▶ Work request: Every line containing "idle" should be identified and copied from the data below.

▶ Saved data entries:
-- Opening Marker --
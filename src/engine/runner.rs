//! Trading loop - drives the engine at a fixed polling cadence

use std::sync::Arc;
use std::time::Duration;

use log::{info, warn};
use tokio::sync::watch;

use crate::config::StrategyConfig;

use super::engine::Engine;
use super::events::{EventSink, TradeEvent};
use super::executor::MarketGateway;
use super::retry::{call_with_retry, DEFAULT_MAX_ATTEMPTS};

/// Remaining-request budget below which the loop takes an extra cool-down
const RATE_LIMIT_LOW_WATER: u32 = 10;
/// Fixed cool-down applied when the budget runs low
const RATE_LIMIT_COOLDOWN: Duration = Duration::from_secs(10);

/// Cooperative stop signal, polled at each iteration boundary.
///
/// Cancellation does not reach into in-flight network calls; it stops the
/// loop before the next iteration begins and interrupts the poll-interval
/// and cool-down sleeps.
#[derive(Clone)]
pub struct CancelToken {
    tx: Arc<watch::Sender<bool>>,
}

impl CancelToken {
    pub fn new() -> Self {
        let (tx, _rx) = watch::channel(false);
        Self { tx: Arc::new(tx) }
    }

    /// Request the loop to stop
    pub fn cancel(&self) {
        let _ = self.tx.send(true);
    }

    pub fn is_cancelled(&self) -> bool {
        *self.tx.borrow()
    }

    /// Resolves once `cancel` has been called
    pub async fn cancelled(&self) {
        let mut rx = self.tx.subscribe();
        // wait_for checks the current value first, so a token cancelled
        // before the subscription resolves immediately
        let _ = rx.wait_for(|cancelled| *cancelled).await;
    }
}

impl Default for CancelToken {
    fn default() -> Self {
        Self::new()
    }
}

/// Polls the price and feeds the engine until cancelled
pub struct TradingLoop<G: MarketGateway> {
    gateway: Arc<G>,
    engine: Engine,
    sink: Arc<dyn EventSink>,
}

impl<G: MarketGateway> TradingLoop<G> {
    pub fn new(gateway: Arc<G>, engine: Engine, sink: Arc<dyn EventSink>) -> Self {
        Self {
            gateway,
            engine,
            sink,
        }
    }

    pub fn engine(&self) -> &Engine {
        &self.engine
    }

    /// Run until the token is cancelled.
    ///
    /// Each iteration samples the price (falling back to the configured base
    /// price when the gateway is unreachable), emits a PRICE_CHECK event,
    /// runs one engine transition, honours the exchange's rate-limit budget,
    /// then sleeps for the poll interval. Gateway failures never terminate
    /// the loop.
    pub async fn run(&mut self, cancel: &CancelToken) {
        let config = self.engine.config().clone();
        info!(
            "trading loop started: {} {:?}, base price {}, threshold {}%",
            config.symbol,
            config.mode,
            config.base_price,
            config.threshold_pct * 100.0
        );

        let poll_interval = Duration::from_secs(config.poll_interval_secs);

        while !cancel.is_cancelled() {
            let rate_limited = self.tick(&config).await;

            if rate_limited {
                warn!(
                    "rate-limit budget below {}, cooling down for {:?}",
                    RATE_LIMIT_LOW_WATER, RATE_LIMIT_COOLDOWN
                );
                if idle(RATE_LIMIT_COOLDOWN, cancel).await {
                    break;
                }
            }

            if idle(poll_interval, cancel).await {
                break;
            }
        }

        info!("trading loop stopped: {}", config.symbol);
    }

    /// One poll cycle; returns whether the rate-limit budget ran low
    async fn tick(&mut self, config: &StrategyConfig) -> bool {
        let quote = call_with_retry("fetch last price", DEFAULT_MAX_ATTEMPTS, || {
            self.gateway.fetch_last_price(&config.symbol)
        })
        .await;

        let (price, remaining) = match quote {
            Some(q) => (q.last_price, q.rate_limit_remaining),
            None => {
                warn!(
                    "price unavailable for {}, falling back to base price {}",
                    config.symbol, config.base_price
                );
                (config.base_price, None)
            }
        };

        self.sink.emit(TradeEvent::price_check(price));
        self.engine.on_price(self.gateway.as_ref(), price).await;

        remaining.is_some_and(|r| r < RATE_LIMIT_LOW_WATER)
    }
}

/// Sleep that a cancellation interrupts; returns true when cancelled
async fn idle(duration: Duration, cancel: &CancelToken) -> bool {
    tokio::select! {
        _ = tokio::time::sleep(duration) => false,
        _ = cancel.cancelled() => true,
    }
}

#[cfg(test)]
mod tests {
    use super::*;
    use crate::engine::errors::BotError;
    use crate::engine::events::{EventKind, MemorySink, Outcome};
    use crate::engine::executor::mock::MockGateway;
    use crate::engine::types::{PriceQuote, SymbolConstraints, TradeMode};

    fn config() -> StrategyConfig {
        StrategyConfig {
            symbol: "ETHUSDT".into(),
            mode: TradeMode::Long,
            base_price: 1500.0,
            threshold_pct: 0.02,
            poll_interval_secs: 5,
            test_mode: true,
        }
    }

    fn build_loop(gateway: Arc<MockGateway>) -> (TradingLoop<MockGateway>, Arc<MemorySink>) {
        let sink = Arc::new(MemorySink::new());
        let engine = Engine::new(config(), sink.clone());
        (TradingLoop::new(gateway, engine, sink.clone()), sink)
    }

    #[tokio::test(start_paused = true)]
    async fn test_cancel_before_start_runs_no_iteration() {
        let gateway = Arc::new(MockGateway::new(SymbolConstraints::new(0.001, 0.001)));
        let (mut trading_loop, sink) = build_loop(gateway.clone());

        let cancel = CancelToken::new();
        cancel.cancel();
        trading_loop.run(&cancel).await;

        assert!(sink.events().is_empty());
        assert!(gateway.placed_orders().is_empty());
    }

    #[tokio::test(start_paused = true)]
    async fn test_cancel_during_sleep_stops_loop() {
        let gateway = Arc::new(MockGateway::new(SymbolConstraints::new(0.001, 0.001)));
        gateway.push_price(Ok(PriceQuote::new(1500.0)));
        let (mut trading_loop, sink) = build_loop(gateway.clone());

        let cancel = CancelToken::new();
        let canceller = cancel.clone();
        let handle = tokio::spawn(async move {
            // Fires inside the first poll-interval sleep
            tokio::time::sleep(Duration::from_secs(2)).await;
            canceller.cancel();
        });

        trading_loop.run(&cancel).await;
        handle.await.unwrap();

        // Exactly one iteration: one PRICE_CHECK plus the opening buy
        let events = sink.events();
        assert_eq!(
            events
                .iter()
                .filter(|e| e.kind == EventKind::PriceCheck)
                .count(),
            1
        );
        assert_eq!(gateway.placed_orders().len(), 1);
    }

    #[tokio::test(start_paused = true)]
    async fn test_price_failure_falls_back_to_base_price() {
        // Scenario D: all 3 price attempts fail, loop does not crash and
        // still emits a PRICE_CHECK at the base price.
        let gateway = Arc::new(MockGateway::new(SymbolConstraints::new(0.001, 0.001)));
        for _ in 0..3 {
            gateway.push_price(Err(BotError::Gateway("ticker down".into())));
        }
        let (mut trading_loop, sink) = build_loop(gateway.clone());

        let cancel = CancelToken::new();
        let canceller = cancel.clone();
        let handle = tokio::spawn(async move {
            // Past the 1s + 2s retry backoffs, inside the poll sleep
            tokio::time::sleep(Duration::from_secs(4)).await;
            canceller.cancel();
        });

        trading_loop.run(&cancel).await;
        handle.await.unwrap();

        let events = sink.events();
        let price_check = events
            .iter()
            .find(|e| e.kind == EventKind::PriceCheck)
            .expect("PRICE_CHECK emitted despite gateway failure");
        assert_eq!(price_check.price, 1500.0);
        assert_eq!(price_check.outcome, Outcome::Success);

        // The engine still ran a transition at the fallback price
        assert_eq!(gateway.placed_orders().len(), 1);
    }

    #[tokio::test(start_paused = true)]
    async fn test_low_rate_limit_triggers_cooldown() {
        let gateway = Arc::new(MockGateway::new(SymbolConstraints::new(0.001, 0.001)));
        gateway.push_price(Ok(PriceQuote {
            last_price: 1500.0,
            rate_limit_remaining: Some(3),
        }));
        gateway.push_price(Ok(PriceQuote::new(1500.0)));
        let (mut trading_loop, sink) = build_loop(gateway.clone());

        let cancel = CancelToken::new();
        let canceller = cancel.clone();
        let handle = tokio::spawn(async move {
            // First iteration ends at 10s (cool-down) + 5s (poll interval);
            // cancel midway through the second iteration's sleep.
            tokio::time::sleep(Duration::from_secs(17)).await;
            canceller.cancel();
        });

        trading_loop.run(&cancel).await;
        handle.await.unwrap();

        // Cool-down delayed the second tick: at 17s only two PRICE_CHECKs
        // have happened (t=0 and t=15).
        let checks = sink
            .events()
            .iter()
            .filter(|e| e.kind == EventKind::PriceCheck)
            .count();
        assert_eq!(checks, 2);
    }

    #[tokio::test(start_paused = true)]
    async fn test_multiple_iterations_advance_state() {
        let gateway = Arc::new(MockGateway::new(SymbolConstraints::new(0.001, 0.001)));
        gateway.push_price(Ok(PriceQuote::new(1500.0)));
        gateway.push_price(Ok(PriceQuote::new(1469.0)));
        gateway.push_price(Ok(PriceQuote::new(1530.0)));
        let (mut trading_loop, _sink) = build_loop(gateway.clone());

        let cancel = CancelToken::new();
        let canceller = cancel.clone();
        let handle = tokio::spawn(async move {
            // Three iterations at 0s, 5s, 10s; cancel during the third sleep
            tokio::time::sleep(Duration::from_secs(12)).await;
            canceller.cancel();
        });

        trading_loop.run(&cancel).await;
        handle.await.unwrap();

        // open + add + close
        assert_eq!(gateway.placed_orders().len(), 3);
        assert_eq!(*trading_loop.engine().state(), crate::engine::strategy::EngineState::new());
    }
}
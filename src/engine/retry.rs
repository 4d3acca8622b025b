//! Retry-with-backoff wrapper for fallible remote calls

use std::future::Future;
use std::time::Duration;

use log::{error, warn};

use super::errors::BotResult;

/// Default attempt budget for remote calls
pub const DEFAULT_MAX_ATTEMPTS: u32 = 3;

/// Run `operation` up to `max_attempts` times with exponential backoff.
///
/// Sleeps `2^(k-1)` seconds between attempt `k` and `k+1` (1s, 2s, 4s, ...),
/// never after the final attempt. Each failure is logged with its attempt
/// number. Returns `None` once the budget is exhausted; callers must treat
/// that as a soft failure, not a fatal condition.
pub async fn call_with_retry<T, F, Fut>(label: &str, max_attempts: u32, operation: F) -> Option<T>
where
    F: Fn() -> Fut,
    Fut: Future<Output = BotResult<T>>,
{
    for attempt in 1..=max_attempts {
        match operation().await {
            Ok(value) => return Some(value),
            Err(e) => {
                warn!("{} failed (attempt {}/{}): {}", label, attempt, max_attempts, e);
                if attempt < max_attempts {
                    let delay = Duration::from_secs(1u64 << (attempt - 1));
                    tokio::time::sleep(delay).await;
                }
            }
        }
    }

    error!("{}: giving up after {} attempts", label, max_attempts);
    None
}
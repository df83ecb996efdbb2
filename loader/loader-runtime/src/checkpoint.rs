//! # Checkpoint and Foreign Entry
//!
//! The checkpoint is a tiny hand-written trampoline:
//!
//! ```text
//! lazy_checkpoint_enter(entry, slot)
//!     save callee-saved registers
//!     *slot = sp                      ← the checkpoint
//!     call entry                      → guest runs
//!     return 0                        ← guest returned on its own
//! lazy_checkpoint_landing:
//!     return 1                        ← resumed by the fault handler
//! ```
//!
//! To resume, the fault handler rewrites the interrupted machine context so
//! that the instruction pointer is `lazy_checkpoint_landing` and the stack
//! pointer is the value stored in `slot`, then returns. The kernel's signal
//! return performs the jump and restores the signal mask, so no `setjmp`
//! state is involved. Only guest frames are discarded; the Rust caller sees
//! an ordinary return from `lazy_checkpoint_enter`.

use crate::fault::PageFaultError;
use core::cell::Cell;
use core::ffi::c_void;
use loader_addresses::VirtualAddress;

#[cfg(target_arch = "x86_64")]
core::arch::global_asm!(
    ".pushsection .text.lazy_checkpoint,\"ax\",@progbits",
    ".globl lazy_checkpoint_enter",
    ".hidden lazy_checkpoint_enter",
    ".type lazy_checkpoint_enter,@function",
    "lazy_checkpoint_enter:",
    "push rbp",
    "push rbx",
    "push r12",
    "push r13",
    "push r14",
    "push r15",
    // six pushes + return address: re-align to 16 bytes for the call
    "sub rsp, 8",
    "mov [rsi], rsp",
    "call rdi",
    "xor eax, eax",
    "jmp 2f",
    ".globl lazy_checkpoint_landing",
    ".hidden lazy_checkpoint_landing",
    "lazy_checkpoint_landing:",
    "mov eax, 1",
    "2:",
    "add rsp, 8",
    "pop r15",
    "pop r14",
    "pop r13",
    "pop r12",
    "pop rbx",
    "pop rbp",
    "ret",
    ".size lazy_checkpoint_enter, . - lazy_checkpoint_enter",
    ".popsection",
);

#[cfg(target_arch = "x86")]
core::arch::global_asm!(
    ".pushsection .text.lazy_checkpoint,\"ax\",@progbits",
    ".globl lazy_checkpoint_enter",
    ".hidden lazy_checkpoint_enter",
    ".type lazy_checkpoint_enter,@function",
    "lazy_checkpoint_enter:",
    "push ebp",
    "push ebx",
    "push esi",
    "push edi",
    "mov eax, [esp + 20]",
    "mov ecx, [esp + 24]",
    "sub esp, 12",
    "mov [ecx], esp",
    "call eax",
    "xor eax, eax",
    "jmp 2f",
    ".globl lazy_checkpoint_landing",
    ".hidden lazy_checkpoint_landing",
    "lazy_checkpoint_landing:",
    "mov eax, 1",
    "2:",
    "add esp, 12",
    "pop edi",
    "pop esi",
    "pop ebx",
    "pop ebp",
    "ret",
    ".size lazy_checkpoint_enter, . - lazy_checkpoint_enter",
    ".popsection",
);

unsafe extern "C" {
    fn lazy_checkpoint_enter(entry: usize, slot: *mut usize) -> usize;
    fn lazy_checkpoint_landing();
}

#[cfg(target_arch = "x86_64")]
mod regs {
    pub const IP: libc::c_int = libc::REG_RIP;
    pub const SP: libc::c_int = libc::REG_RSP;
    pub const ERR: libc::c_int = libc::REG_ERR;
}

#[cfg(target_arch = "x86")]
mod regs {
    pub const IP: libc::c_int = libc::REG_EIP;
    pub const SP: libc::c_int = libc::REG_ESP;
    pub const ERR: libc::c_int = libc::REG_ERR;
}

/// How control came back from a guest call.
#[derive(Debug, Clone, Copy, PartialEq, Eq)]
pub enum Resumption {
    /// The entry point returned normally.
    Returned,
    /// The fault handler resumed at the checkpoint.
    Resumed,
}

/// The armed checkpoint: the stack pointer recorded by the trampoline, or
/// zero while no guest call is in flight.
#[derive(Debug, Default)]
pub struct Checkpoint {
    stack: Cell<usize>,
}

impl Checkpoint {
    #[must_use]
    pub const fn new() -> Self {
        Self {
            stack: Cell::new(0),
        }
    }

    /// Point the interrupted context at the checkpoint's landing site.
    ///
    /// One-shot: the checkpoint is disarmed by this call. Returns `false` if
    /// it was not armed, leaving the context untouched.
    ///
    /// # Safety
    /// `ucontext` must be the `ucontext_t` passed to an `SA_SIGINFO` handler
    /// for a signal raised on the thread that armed this checkpoint.
    #[allow(clippy::cast_possible_wrap)]
    pub unsafe fn resume(&self, ucontext: *mut c_void) -> bool {
        let sp = self.stack.replace(0);
        if sp == 0 {
            return false;
        }

        // SAFETY: caller guarantees this is the handler's ucontext_t.
        let uc = unsafe { &mut *ucontext.cast::<libc::ucontext_t>() };
        let landing = lazy_checkpoint_landing as *const () as usize;
        uc.uc_mcontext.gregs[regs::IP as usize] = landing as libc::greg_t;
        uc.uc_mcontext.gregs[regs::SP as usize] = sp as libc::greg_t;
        true
    }
}

/// Read the hardware page-fault error code from a signal context.
///
/// # Safety
/// `ucontext` must be the `ucontext_t` passed to an `SA_SIGINFO` handler.
#[must_use]
#[allow(clippy::cast_sign_loss)]
pub unsafe fn fault_cause(ucontext: *const c_void) -> PageFaultError {
    // SAFETY: caller guarantees this is the handler's ucontext_t.
    let uc = unsafe { &*ucontext.cast::<libc::ucontext_t>() };
    PageFaultError::from_bits(uc.uc_mcontext.gregs[regs::ERR as usize] as u64)
}

/// The guest's entry point.
///
/// This is the only place where loaded machine code is called.
#[derive(Debug, Clone, Copy, PartialEq, Eq)]
pub struct ForeignEntry(usize);

impl ForeignEntry {
    /// `None` for a null entry or one that does not fit a host pointer.
    #[must_use]
    pub fn new(address: VirtualAddress) -> Option<Self> {
        address.as_usize().filter(|&a| a != 0).map(Self)
    }

    #[must_use]
    pub fn address(self) -> VirtualAddress {
        VirtualAddress::new(self.0 as u64)
    }

    /// Arm `checkpoint` and call the entry point as `extern "C" fn()`.
    ///
    /// # Safety
    /// The entry point must be code that either returns like a C function or
    /// faults into a handler that resumes at `checkpoint`. Whatever it does
    /// to process state before that is on the caller.
    pub unsafe fn call(self, checkpoint: &Checkpoint) -> Resumption {
        // SAFETY: the trampoline saves and restores all callee-saved
        // registers on either path; see the module docs.
        let code = unsafe { lazy_checkpoint_enter(self.0, checkpoint.stack.as_ptr()) };
        checkpoint.stack.set(0);
        if code == 0 {
            Resumption::Returned
        } else {
            Resumption::Resumed
        }
    }
}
-- Closing Marker --
▶ Output for this exercise:
                if idle(RATE_LIMIT_COOLDOWN, cancel).await {
            if idle(poll_interval, cancel).await {
async fn idle(duration: Duration, cancel: &CancelToken) -> bool {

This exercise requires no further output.